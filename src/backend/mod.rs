//! # Backend Module
//!
//! The [`BackendTransmitter`] trait is the gateway's only way to reach backend services.
//! Gateways never know how a channel is served; they hand the transmitter a channel name and
//! a message and either wait for a reply (synchronous actions) or return immediately
//! (fire-and-forget actions).
//!
//! [`LocalBackend`] is the in-process implementation: each channel is served by a named service
//! function running on its own pool of worker coroutines. Transports that forward to remote
//! services implement the trait themselves.

mod echo;
mod local;

pub use echo::echo_service;
pub use local::{LocalBackend, ServiceFn};

use crate::message::{InboundMessage, OutboundMessage};
use std::time::Duration;

/// Outbound primitives used by dispatch tasks to reach backend services
pub trait BackendTransmitter: Send + Sync {
    /// Forward `message` to `channel` and wait for its reply.
    ///
    /// Implementations must return within `deadline`: the gateway does not interrupt a call, so
    /// a transmitter that ignores the deadline holds one of the channel's worker coroutines
    /// until it returns. Overruns are logged by the caller.
    ///
    /// `None` means the backend was unreachable or did not answer in time; the caller then
    /// answers the client with a gateway error.
    fn call_and_wait(
        &self,
        channel: &str,
        message: &InboundMessage,
        deadline: Duration,
    ) -> Option<OutboundMessage>;

    /// Forward `message` to `channel` without waiting for any outcome
    fn send_only(&self, channel: &str, message: &InboundMessage);
}
fn main() {
    if let Err(e) = brrtgate::cli::run_cli() {
        eprintln!("error: {e:#}");
        std::process::exit(1);
    }
}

++++

**Problem details:** Return exactly the lines from the line bearing "a gateway error." to the end of the records, inclusive of both; include no other lines.

**Exercise answer:**
    /// answers the client with a gateway error.
    fn call_and_wait(
        &self,
        channel: &str,
        message: &InboundMessage,
        deadline: Duration,
    ) -> Option<OutboundMessage>;

    /// Forward `message` to `channel` without waiting for any outcome
    fn send_only(&self, channel: &str, message: &InboundMessage);
}
fn main() {
    if let Err(e) = brrtgate::cli::run_cli() {
        eprintln!("error: {e:#}");
        std::process::exit(1);
    }
}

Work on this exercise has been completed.